With the situation you're in, it's very much like the private hospital / flight EMS services, such that you're going to have to build a database that matches up phone #'s to physical locations (addresses if you have them .... GPS coordinates or maybe 'directions' such as "200 meters South of that hill known as Bald Ridge" or something like that) that responders are going to be able to work with to find the person ... or at least get close (they may be in the field and not at home).

So, a call comes in ... the person may be able to talk or maybe not. The dispatcher at the hospital sees that it is from cellphone # 12345. The software with the dispatcher does a lookup on that number in the database and sees that that # corresponds to a GPS coordinate of lat, lon. or of a 'directions' text. No other way around it. You have to have a subscriber service if you have no other automatic means to get it. That's what Ma-Bell does for 911 but just on a MUCH larger and automatic scale. The problem comes in keeping those records updated. HUGE HUGE problem. A nightmare, really, for any non-trivial-scaled project.

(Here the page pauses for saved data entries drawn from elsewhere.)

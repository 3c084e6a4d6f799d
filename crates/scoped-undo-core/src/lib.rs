//! Reference document layer for the scoped-undo workspace.
//!
//! Provides [`TextDocument`], a rope-backed in-memory document implementing
//! [`UndoableDocument`](scoped_undo::UndoableDocument), so the orchestration
//! layer can be used and tested end-to-end without an external document
//! engine.

pub mod document;

pub use document::TextDocument;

If the phone has GPS and (here's the kicker!) that information gets passed along to the dispatchers / receiving end, then things are much easier and accurate to where that person is actually located instead of where the phone # is subscribed to be (ie a home).

I'm not sure where an app is going to help you. Unless you're talking about the ambulance crew having smartphones and getting information from the dispatch center?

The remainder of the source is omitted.